Le renom de ses universités, dont l'université musulmane située dans la mosquée al-Azhar (voir université al-Azhar), son patrimoine historique préservé par des institutions prestigieuses - Musée égyptien, fondé en 1857 par l'égyptologue français Auguste Mariette, musée d'Art arabe ou encore musée d'Art copte -, ainsi que son importance dans la production cinématographique font du Caire une véritable capitale culturelle au rayonnement international. Vice-roi puis khédive entre 1863 et 1879, Ismaïl Pacha entreprend à son tour d'importants aménagements urbains (adduction d'eau, réseau d'égouts, éclairage public, tramways), parallèlement à l'ouverture du canal de Suez (1869).
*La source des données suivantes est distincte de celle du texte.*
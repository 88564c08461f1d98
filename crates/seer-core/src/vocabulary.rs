//! Project vocabulary and the class/tag name sets an apply keeps.

use std::collections::BTreeSet;

use schemars::JsonSchema;
use serde::{Deserialize, Serialize};

use crate::collection::SchemaCollection;
use crate::schema::{ClassDef, SchemaItem, TagDef};

/// The classes and tags known to a project, or reported by a model.
#[derive(Debug, Clone, Default, PartialEq, Eq, Serialize, Deserialize, JsonSchema)]
pub struct Vocabulary {
    #[serde(default)]
    #[schemars(with = "Vec<ClassDef>")]
    pub classes: SchemaCollection<ClassDef>,
    #[serde(default)]
    #[schemars(with = "Vec<TagDef>")]
    pub tags: SchemaCollection<TagDef>,
}

impl Vocabulary {
    #[must_use]
    pub fn new(classes: SchemaCollection<ClassDef>, tags: SchemaCollection<TagDef>) -> Self {
        Self { classes, tags }
    }

    /// Every class and tag name, i.e. the default "select all" set.
    #[must_use]
    pub fn keep_all(&self) -> KeepSet {
        KeepSet {
            classes: self.classes.names().map(ToString::to_string).collect(),
            tags: self.tags.names().map(ToString::to_string).collect(),
        }
    }

    /// Restrict to the names in `keep`. Returns the first unknown name.
    pub fn select<'a>(&self, keep: &'a KeepSet) -> Result<Self, (&'static str, &'a str)> {
        let classes = self
            .classes
            .select(&keep.classes)
            .map_err(|name| (ClassDef::LABEL, name))?;
        let tags = self
            .tags
            .select(&keep.tags)
            .map_err(|name| (TagDef::LABEL, name))?;
        Ok(Self { classes, tags })
    }

    #[must_use]
    pub fn is_empty(&self) -> bool {
        self.classes.is_empty() && self.tags.is_empty()
    }
}

/// Class and tag names selected for an apply.
///
/// Names are stored trimmed so membership checks match vocabulary lookups.
#[derive(Debug, Clone, Default, PartialEq, Eq, Serialize, Deserialize, JsonSchema)]
pub struct KeepSet {
    #[serde(default)]
    pub classes: BTreeSet<String>,
    #[serde(default)]
    pub tags: BTreeSet<String>,
}

impl KeepSet {
    #[must_use]
    pub fn new<C, T>(classes: C, tags: T) -> Self
    where
        C: IntoIterator,
        C::Item: AsRef<str>,
        T: IntoIterator,
        T::Item: AsRef<str>,
    {
        Self {
            classes: classes
                .into_iter()
                .map(|name| name.as_ref().trim().to_string())
                .collect(),
            tags: tags
                .into_iter()
                .map(|name| name.as_ref().trim().to_string())
                .collect(),
        }
    }

    #[must_use]
    pub fn keeps_class(&self, name: &str) -> bool {
        self.classes.contains(name.trim())
    }

    #[must_use]
    pub fn keeps_tag(&self, name: &str) -> bool {
        self.tags.contains(name.trim())
    }

    /// Names present in both sets.
    #[must_use]
    pub fn intersect(&self, classes: &BTreeSet<String>, tags: &BTreeSet<String>) -> Self {
        Self::new(
            self.classes.iter().filter(|name| classes.contains(*name)),
            self.tags.iter().filter(|name| tags.contains(*name)),
        )
    }

    #[must_use]
    pub fn is_empty(&self) -> bool {
        self.classes.is_empty() && self.tags.is_empty()
    }
}
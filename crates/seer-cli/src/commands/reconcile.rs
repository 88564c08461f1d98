use serde::Serialize;

use seer_config::SeerConfig;
use seer_core::Vocabulary;
use seer_schema::Mapping;

use crate::cli::GlobalFlags;
use crate::cli::root_commands::ReconcileArgs;
use crate::commands::shared::prepare;
use crate::output::output;

#[derive(Debug, Serialize)]
pub struct ReconcileReport {
    pub changed: bool,
    pub vocabulary: Vocabulary,
    pub mapping: Mapping,
}

pub fn run(args: &ReconcileArgs, config: &SeerConfig) -> anyhow::Result<ReconcileReport> {
    let prepared = prepare(args, config)?;
    Ok(ReconcileReport {
        changed: prepared.reconciliation.changed(&prepared.project),
        vocabulary: prepared.reconciliation.vocabulary,
        mapping: prepared.reconciliation.mapping,
    })
}

/// Handle `seer reconcile`.
pub fn handle(args: &ReconcileArgs, config: &SeerConfig, flags: &GlobalFlags) -> anyhow::Result<()> {
    output(&run(args, config)?, flags.format)
}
Les investissements pour le percement du canal, fondés sur des prêts étrangers, entraînent un endettement qui appauvrit le pays et permet aux Occidentaux, et notamment aux Britanniques, d'exercer leur tutelle sur la ville de 1882 à 1946. Lors de la
Seconde Guerre mondiale, Le Caire accueille plusieurs conférences internationales, dont celle qui réunit en 1943
Churchill,
Roosevelt et Tchang Kaï-chek, et dont le but est d'élaborer une politique commune en Extrême-Orient.